**Problem requirements:** Within the lines below, find those that hold the string "path" and copy each one.

**Input data:**
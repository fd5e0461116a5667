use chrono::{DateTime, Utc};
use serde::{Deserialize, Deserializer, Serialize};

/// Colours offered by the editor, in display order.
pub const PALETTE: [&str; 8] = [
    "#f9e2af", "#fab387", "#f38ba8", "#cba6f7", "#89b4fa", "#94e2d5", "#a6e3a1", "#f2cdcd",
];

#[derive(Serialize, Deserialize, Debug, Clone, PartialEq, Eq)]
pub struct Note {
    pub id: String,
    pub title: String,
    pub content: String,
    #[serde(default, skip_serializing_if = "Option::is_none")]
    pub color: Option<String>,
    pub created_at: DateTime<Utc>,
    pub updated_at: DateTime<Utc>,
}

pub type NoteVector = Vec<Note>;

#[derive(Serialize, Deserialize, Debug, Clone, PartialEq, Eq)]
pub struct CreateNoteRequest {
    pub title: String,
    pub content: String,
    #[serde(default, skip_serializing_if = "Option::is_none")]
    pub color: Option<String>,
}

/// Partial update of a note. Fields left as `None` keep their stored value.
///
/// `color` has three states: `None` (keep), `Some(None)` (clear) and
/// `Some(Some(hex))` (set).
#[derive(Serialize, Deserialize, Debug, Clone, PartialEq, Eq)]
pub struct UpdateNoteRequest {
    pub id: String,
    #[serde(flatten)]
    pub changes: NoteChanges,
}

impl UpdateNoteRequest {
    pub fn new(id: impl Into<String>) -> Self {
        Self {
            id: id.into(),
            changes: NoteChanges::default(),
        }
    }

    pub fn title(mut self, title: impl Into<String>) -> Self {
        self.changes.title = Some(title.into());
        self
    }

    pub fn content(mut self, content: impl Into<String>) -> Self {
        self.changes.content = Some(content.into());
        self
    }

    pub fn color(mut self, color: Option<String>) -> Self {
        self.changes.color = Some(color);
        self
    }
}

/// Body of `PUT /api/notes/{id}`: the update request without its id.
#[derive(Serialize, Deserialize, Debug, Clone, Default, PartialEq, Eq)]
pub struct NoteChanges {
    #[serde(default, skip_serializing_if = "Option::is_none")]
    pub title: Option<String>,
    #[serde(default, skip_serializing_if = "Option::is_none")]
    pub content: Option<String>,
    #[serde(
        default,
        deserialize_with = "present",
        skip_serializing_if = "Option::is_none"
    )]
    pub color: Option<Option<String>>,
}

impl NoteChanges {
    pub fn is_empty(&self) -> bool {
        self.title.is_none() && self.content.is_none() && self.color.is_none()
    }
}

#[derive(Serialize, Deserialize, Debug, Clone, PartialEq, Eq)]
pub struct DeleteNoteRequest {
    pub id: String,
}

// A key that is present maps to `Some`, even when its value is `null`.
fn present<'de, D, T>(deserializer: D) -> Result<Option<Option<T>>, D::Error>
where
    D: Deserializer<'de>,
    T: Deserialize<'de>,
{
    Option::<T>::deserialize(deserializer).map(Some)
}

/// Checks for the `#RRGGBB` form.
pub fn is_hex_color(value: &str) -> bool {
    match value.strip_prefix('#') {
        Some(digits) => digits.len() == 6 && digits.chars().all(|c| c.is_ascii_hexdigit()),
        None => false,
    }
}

...

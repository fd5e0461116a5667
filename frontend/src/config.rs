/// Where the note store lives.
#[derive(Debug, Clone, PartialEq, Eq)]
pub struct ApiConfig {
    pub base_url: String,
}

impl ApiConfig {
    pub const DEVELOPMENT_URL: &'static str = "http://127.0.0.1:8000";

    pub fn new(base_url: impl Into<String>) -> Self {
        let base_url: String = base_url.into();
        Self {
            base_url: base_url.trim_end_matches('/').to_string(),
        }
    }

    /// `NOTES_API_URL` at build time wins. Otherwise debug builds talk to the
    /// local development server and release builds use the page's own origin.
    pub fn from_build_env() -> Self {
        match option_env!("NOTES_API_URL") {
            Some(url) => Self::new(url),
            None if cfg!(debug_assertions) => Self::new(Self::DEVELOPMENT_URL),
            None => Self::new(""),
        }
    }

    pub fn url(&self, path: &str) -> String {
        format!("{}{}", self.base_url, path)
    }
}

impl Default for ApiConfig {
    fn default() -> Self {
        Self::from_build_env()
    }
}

**Answer to the problem:**
    pub fn url(&self, path: &str) -> String {
        format!("{}{}", self.base_url, path)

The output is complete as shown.